Comparing JSON Parse Trees
I will soon post performance benchmarks of sajson, rapidjson, vjson, YAJL, and Jansson.
However, before talking about performance, I want to compare the parse trees generated by each library.
sajson
- Differentiates between integers and doubles
- Array lengths are known.
- Arrays are random-access.
- Object lengths are known.
- Object keys are sorted. Thus, random access of object elements is O(lg N).
- Stored contiguously in memory.
rapidjson
- At its root, rapidjson is a SAX-style parser. However, rapidjson does provide a default DOM implementation.
- Array and Object length are not directly accessible in the API but are accessible via
End() - Begin()
orMemberEnd() - MemberBegin()
. - Arrays support random access.
- Object lookup is O(N).
- Differentiates between integers, unsigned integers, 64-bit integers, 64-bit unsigned integers, and doubles.
- Parse tree is mutable.
vjson
- Namespaces its symbols under the generic "json" prefix.
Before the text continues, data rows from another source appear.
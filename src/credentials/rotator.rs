use std::collections::HashSet;
use std::future::Future;

use serde::Serialize;
use tokio::sync::Mutex;

use crate::error::{ AppError, PollError, Result };

/// A credential handed out for one request.
///
/// Failure and recovery are reported against the lease's index, so two requests running
/// concurrently never advance the pool twice for the same key.
#[derive(Debug, Clone, PartialEq, Eq)]
pub struct CredentialLease {
    pub index: usize,
    pub secret: String,
}

#[derive(Debug, Clone, PartialEq, Eq, Serialize)]
pub struct PoolStatus {
    pub total: usize,
    pub failed: usize,
    pub current: usize,
    pub available: usize,
}

#[derive(Debug, Default)]
struct PoolState {
    current: usize,
    failed: HashSet<usize>,
}

impl PoolState {
    fn reset(&mut self) {
        self.current = 0;
        self.failed.clear();
    }
}

/// Rotates through a fixed list of API keys, skipping the ones a provider rejected.
pub struct CredentialRotator {
    name: String,
    keys: Vec<String>,
    state: Mutex<PoolState>,
}

impl CredentialRotator {
    pub fn new(name: impl Into<String>, keys: Vec<String>) -> Result<Self> {
        let name = name.into();
        let keys: Vec<String> = keys
            .into_iter()
            .map(|k| k.trim().to_string())
            .filter(|k| !k.is_empty())
            .collect();

        if keys.is_empty() {
            return Err(AppError::Config(format!("No {} API keys configured", name)));
        }

        Ok(Self {
            name,
            keys,
            state: Mutex::new(PoolState::default()),
        })
    }

    /// Returns the first non-failed key at or after the current index.
    ///
    /// A pool whose keys have all failed is reset first and serves index 0.
    pub async fn acquire(&self) -> CredentialLease {
        let mut state = self.state.lock().await;
        let total = self.keys.len();

        if state.failed.len() >= total {
            tracing::warn!(pool = %self.name, "All credentials failed, resetting pool");
            state.reset();
        }

        let mut index = state.current % total;
        while state.failed.contains(&index) {
            index = (index + 1) % total;
        }
        state.current = index;

        CredentialLease {
            index,
            secret: self.keys[index].clone(),
        }
    }

    /// Marks the leased key as failed and moves the pool past it.
    pub async fn mark_failed(&self, lease: &CredentialLease) {
        let mut state = self.state.lock().await;
        let total = self.keys.len();

        state.failed.insert(lease.index);
        if state.current == lease.index {
            state.current = (state.current + 1) % total;
        }

        tracing::warn!(
            pool = %self.name,
            index = lease.index,
            failed = state.failed.len(),
            total,
            "Credential rejected, rotating"
        );

        if state.failed.len() >= total {
            tracing::warn!(pool = %self.name, "All credentials failed, resetting pool");
            state.reset();
        }
    }

    pub async fn mark_recovered(&self, lease: &CredentialLease) {
        let mut state = self.state.lock().await;
        if state.failed.remove(&lease.index) {
            tracing::info!(pool = %self.name, index = lease.index, "Credential recovered");
        }
    }

    pub async fn reset(&self) {
        self.state.lock().await.reset();
        tracing::info!(pool = %self.name, "Credential pool reset");
    }

    pub async fn status(&self) -> PoolStatus {
        let state = self.state.lock().await;
        let total = self.keys.len();
        PoolStatus {
            total,
            failed: state.failed.len(),
            current: state.current,
            available: total - state.failed.len(),
        }
    }

    /// Runs `op` with successive credentials until it succeeds, fails for a reason other
    /// than the credential, or every key in the pool has been tried once.
    pub async fn execute<T, F, Fut>(&self, mut op: F) -> std::result::Result<T, PollError>
        where F: FnMut(CredentialLease) -> Fut, Fut: Future<Output = std::result::Result<T, PollError>>
    {
        let attempts = self.keys.len();

        for _ in 0..attempts {
            let lease = self.acquire().await;
            match op(lease.clone()).await {
                Ok(value) => {
                    self.mark_recovered(&lease).await;
                    return Ok(value);
                }
                Err(e) if e.is_credential() => {
                    self.mark_failed(&lease).await;
                }
                Err(e) => {
                    return Err(e);
                }
            }
        }

        tracing::error!(pool = %self.name, attempts, "All credentials exhausted");
        Err(PollError::CredentialsExhausted(attempts))
    }
}

#[cfg(test)]
mod tests {
    use super::*;
    use pretty_assertions::assert_eq;
    use std::sync::atomic::{ AtomicUsize, Ordering };

    fn pool(n: usize) -> CredentialRotator {
        CredentialRotator::new(
            "test",
            (0..n).map(|i| format!("key-{}", i)).collect()
        ).unwrap()
    }

    #[test]
    fn test_empty_pool_is_rejected() {
        assert!(CredentialRotator::new("test", vec![]).is_err());
        assert!(CredentialRotator::new("test", vec!["  ".to_string()]).is_err());
    }

    #[tokio::test]
    async fn test_rotation_settles_on_working_key() {
        let rotator = pool(3);
        let calls = AtomicUsize::new(0);

        let used = rotator
            .execute(|lease| {
                calls.fetch_add(1, Ordering::SeqCst);
                async move {
                    if lease.index < 2 { Err(PollError::Credential(401)) } else { Ok(lease.index) }
                }
            }).await
            .unwrap();

        assert_eq!(used, 2);
        assert_eq!(calls.load(Ordering::SeqCst), 3);
        assert_eq!(rotator.status().await, PoolStatus {
            total: 3,
            failed: 2,
            current: 2,
            available: 1,
        });

        // The next fetch starts at the key that worked.
        let next = rotator.execute(|lease| async move { Ok::<_, PollError>(lease.index) }).await;
        assert_eq!(next, Ok(2));
    }

    #[tokio::test]
    async fn test_exhaustion_resets_pool() {
        let rotator = pool(3);

        let result = rotator.execute(|_| async { Err::<(), _>(PollError::Credential(429)) }).await;
        assert_eq!(result, Err(PollError::CredentialsExhausted(3)));

        let status = rotator.status().await;
        assert_eq!(status.failed, 0);
        assert_eq!(status.current, 0);
        assert_eq!(rotator.acquire().await.index, 0);
    }

    #[tokio::test]
    async fn test_non_credential_errors_do_not_rotate() {
        let rotator = pool(2);
        let result = rotator.execute(|_| async {
            Err::<(), _>(PollError::Upstream(500))
        }).await;

        assert_eq!(result, Err(PollError::Upstream(500)));
        assert_eq!(rotator.status().await.failed, 0);
        assert_eq!(rotator.acquire().await.index, 0);
    }

    #[tokio::test]
    async fn test_stale_lease_does_not_advance_twice() {
        let rotator = pool(3);
        let first = rotator.acquire().await;
        let second = rotator.acquire().await;
        assert_eq!(first, second);

        rotator.mark_failed(&first).await;
        rotator.mark_failed(&second).await;

        assert_eq!(rotator.acquire().await.index, 1);
    }

    #[tokio::test]
    async fn test_acquire_skips_failed_keys() {
        let rotator = pool(3);
        let lease = rotator.acquire().await;
        rotator.mark_failed(&lease).await;
        let lease = rotator.acquire().await;
        assert_eq!(lease.index, 1);
        assert_eq!(lease.secret, "key-1");

        rotator.mark_recovered(&CredentialLease { index: 0, secret: String::new() }).await;
        assert_eq!(rotator.status().await.failed, 0);
        rotator.reset().await;
        assert_eq!(rotator.status().await.current, 0);
    }
}
use axum::{ extract::{ Path, Query, State }, http::StatusCode, Json };
use serde::Deserialize;

use crate::error::Result;
use crate::models::TrackedEntity;
use crate::providers::CoinSearchResult;
use crate::services::watchlist_service::{ AddAddressRequest, AddCoinRequest, EntityView };

use super::AppState;

#[derive(Deserialize)]
pub struct SearchQuery {
    #[serde(default)]
    pub query: String,
}

pub async fn list_entities(State(state): State<AppState>) -> Json<Vec<EntityView>> {
    Json(state.watchlist_service.list().await)
}

pub async fn add_coin(
    State(state): State<AppState>,
    Json(request): Json<AddCoinRequest>
) -> Result<(StatusCode, Json<TrackedEntity>)> {
    let entity = state.watchlist_service.add_coin(request).await?;
    Ok((StatusCode::CREATED, Json(entity)))
}

pub async fn add_address(
    State(state): State<AppState>,
    Json(request): Json<AddAddressRequest>
) -> Result<(StatusCode, Json<TrackedEntity>)> {
    let entity = state.watchlist_service.add_address(request).await?;
    Ok((StatusCode::CREATED, Json(entity)))
}

pub async fn remove_entity(
    State(state): State<AppState>,
    Path(id): Path<String>
) -> Result<Json<TrackedEntity>> {
    Ok(Json(state.watchlist_service.remove(&id).await?))
}

pub async fn search_coins(
    State(state): State<AppState>,
    Query(params): Query<SearchQuery>
) -> Result<Json<Vec<CoinSearchResult>>> {
    Ok(Json(state.watchlist_service.search(&params.query).await?))
}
- Differentiates between integers and floats. No support for doubles.
- Array and Object lengths are not stored. Instead a linked list must be traversed to calculate the length.
- Random array access is O(N).
- Object element lookup is O(N), by walking a linked list.
- Very simple interface.
YAJL
- Differentiates between integers and doubles.
- Array and Object lengths are available.
- Object element lookup is O(N).
- Parse tree is mutable.
Jansson
- Differentiates between integers and doubles.
- Array and Object lengths are available.
- Array access is O(1).
- Object element access is O(1) via a hash table.
- The parse tree is mutable.
Instead of "MemberBegin() - MemberEnd()" there should be perhaps "MemberEnd() - MemberBegin()" ... as alorithm for calculating rapidjson object length.